That easily could be the motto for Young at Heart, a group of singers in their seventies and eighties, whose repertoire is anything but traditional. Instead of folk songs or ballads or hymns, they've embraced iconic songs from the worlds of rock, punk and popular music…and made them their own.
Four years ago, a British filmmaker immortalized the Young at Heart chorus in a documentary named after the group; they've produced a CD; and since their inception more than three decades ago, they've been performing across North America, in Europe and in Japan.
This month, they're heading north for their first concert tour in Canada - just two cities - Toronto and Montreal - as part of the Just for Laughs Comedy Festival. Before they hit the road, we've invited a few members of Young at Heart to join us from their hometown in Massachusetts.
Jean Florio and Andy Walsh sing in the chorus. Bob Cilman is the co-founder and director of Young at Heart. They were all in the WRSI Radio studio in Northampton, Massachusetts.
Music
Song: Shoudl I Stay or Should I go
Artist: Young at Heart Chorus
Album: Mostly Live
Music
Song: Walk on the Wild Side
Artist: Young at Heart Chorus
Album: Mostly Live
Music Feature - Ringo Starr
And speaking of being young at heart...
It's not my birthday, it's someone else's, but this is one of those times when I feel my age. This week, Ringo Starr becomes a septuagenarian.
He was born in Liverpool in 1940, and named after his father, Richard Starkey, who was a bakery worker. Richard's childhood was not easy -- his parents broke up when he was three years old; at age six he had complications from appendicitis and lapsed into a coma for ten weeks; and at age 13, he developed chronic pleurisy and spent two years in a sanitorium...all of which meant he fell behind in school.

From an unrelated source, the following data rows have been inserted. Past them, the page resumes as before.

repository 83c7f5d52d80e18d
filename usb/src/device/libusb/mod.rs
pub mod device;
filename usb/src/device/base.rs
use crate::error::{ConnectError, ReadError, TransportError, WriteError};
use anyhow::Result;
use pl2303_types::VersionNumber;
use tokio::sync::mpsc::Sender;

/// The sink receiving incoming chunks. Invoked from the read loop's thread, so
/// it must not block for long and must not assume any particular lock is free.
pub type ReadConsumer = Box<dyn FnMut(Vec<u8>) + Send>;

/// The connection contract for a bridge chip: claim it, programme the line,
/// push bytes out, stream bytes back. All methods take `&self`, writes may be
/// issued from any number of threads concurrently.
pub trait SerialBridge: Send + Sync {
    /// Claims the device and programmes the line at `baud_rate`, 8-N-1. Fails
    /// closed: on any error the device is left unclaimed and the connection
    /// stays disconnected.
    fn connect(&self, baud_rate: u32) -> Result<(), ConnectError>;

    /// Stops the read loop if one is running, releases the device session.
    /// Idempotent, never fails outward; teardown hiccups are logged.
    fn disconnect(&self);

    fn is_connected(&self) -> bool;

    /// Transmits the whole buffer, blocking the caller until the transport has
    /// accepted it. Concurrent writers are serialized, bytes from two calls
    /// never interleave on the wire.
    fn write(&self, data: &[u8]) -> Result<(), WriteError>;

    /// Launches the background read loop delivering chunks to `consumer` in
    /// arrival order. At most one loop may run per connection.
    fn start_reading(&self, consumer: ReadConsumer) -> Result<(), ReadError>;

    /// Descriptor snapshot of the claimed device, `None` while unclaimed.
    fn usb_data(&self) -> Option<UsbData>;
}

pub trait AttachSerialBridge {
    fn from_device(
        device: BridgeDevice,
        disconnect_sender: Sender<String>,
    ) -> Result<Box<dyn SerialBridge>>
    where
        Self: Sized;
}

/// What sits underneath a connection: one claimed USB session on the chip.
/// `read_chunk` polls with a short internal timeout and reports `Ok(None)`
/// when nothing arrived, so the loop above can observe its stop flag.
pub trait BridgeTransport: Send + Sync {
    fn claim(&self) -> Result<(), ConnectError>;
    fn configure(&self, baud_rate: u32) -> Result<(), ConnectError>;
    fn read_chunk(&self) -> Result<Option<Vec<u8>>, TransportError>;
    fn write_chunk(&self, data: &[u8]) -> Result<usize, TransportError>;
    fn release(&self);
    fn usb_data(&self) -> Option<UsbData>;
}

// We primarily need the bus number, and address for comparison.. the matching
// against vendor/product identifiers happened upstream.
#[derive(Debug, Clone)]
pub struct BridgeDevice {
    pub(crate) bus_number: u8,
    pub(crate) address: u8,
    pub(crate) identifier: Option<String>,
}

impl BridgeDevice {
    pub fn new(bus_number: u8, address: u8, identifier: Option<String>) -> Self {
        Self {
            bus_number,
            address,
            identifier,
        }
    }

    pub fn bus_number(&self) -> u8 {
        self.bus_number
    }
    pub fn address(&self) -> u8 {
        self.address
    }

    pub fn identifier(&self) -> &Option<String> {
        &self.identifier
    }
}

#[derive(Debug, Clone)]
pub struct UsbData {
    pub(crate) vendor_id: u16,
    pub(crate) product_id: u16,
    pub(crate) device_version: VersionNumber,
    pub(crate) device_manufacturer: Option<String>,
    pub(crate) product_name: Option<String>,
}

impl UsbData {
    pub fn vendor_id(&self) -> u16 {
        self.vendor_id
    }
    pub fn product_id(&self) -> u16 {
        self.product_id
    }
    pub fn device_version(&self) -> VersionNumber {
        self.device_version.clone()
    }
    pub fn device_manufacturer(&self) -> Option<String> {
        self.device_manufacturer.clone()
    }
    pub fn product_name(&self) -> Option<String> {
        self.product_name.clone()
    }
}

#[cfg(test)]
mod tests {
    use super::*;
    use crate::{PID_PL2303, VID_PROLIFIC};

    #[test]
    fn usb_data_reports_a_displayable_device_version() {
        let data = UsbData {
            vendor_id: VID_PROLIFIC,
            product_id: PID_PL2303,
            device_version: VersionNumber(4, 0, 0),
            device_manufacturer: Some("Prolific Technology Inc.".to_owned()),
            product_name: None,
        };

        assert_eq!(data.device_version(), VersionNumber(4, 0, 0));
        assert_eq!(data.device_version().to_string(), "4.0.0");
    }
}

What sustained him was his love of music. He formed a band and joined in a couple of others, adopting the stage name Ringo for all the gaudy rings he wore, then in 1961 and '62, he sat in for Pete Best, the drummer for The Beatles. The rest, of course, is history.
Since the Beatles disbanded about forty years ago (now I really feel old), Ringo has had a few different gigs, including the job of narrator on the children's TV Show, Thomas the Tank Engine, but he is still primarily a musician, heading up his All-Starr Band.
This week we wanted to wish Ringo a happy seventieth by playing one of the few songs he wrote for The Beatles. This is from the White Album, a lament that perhaps we all feel from time to time as the years tick away, "Don't Pass Me By".
Music
Song: Don''t Pass me by
Artist: The Beatles
Album: The Beatles
Music
Song: We Can Work it Out
Artist: Les Boreades de Montreal
Album: Beatles Baroque, Vol. 2
My Life in a Fat Suit
In the masquerade ball called life, we all wear disguises. Some more dramatic than others. Some appealing. Some not. We turn ourselves inside out, trying to present a picture to the world that we imagine serves our interests. Kyla Hanington put her costume on many years ago. It's given her plenty of trouble, and a few gifts. Her essay this week was called My Life in a Fat Suit.
Music
Song: SunWheel Dance
Artist:Bruce Cockburn
Album: Speechless: The Instrumental Bruce Cockburn
Music
Song: Invention No. 8
Artist: Jacques Loussier/Bach
Album: Bach Aux Champs Elysees
Riots in the Streets
Two words that aren't often used in the same sentence - "riot" and "Canada", but last week certainly was an exception.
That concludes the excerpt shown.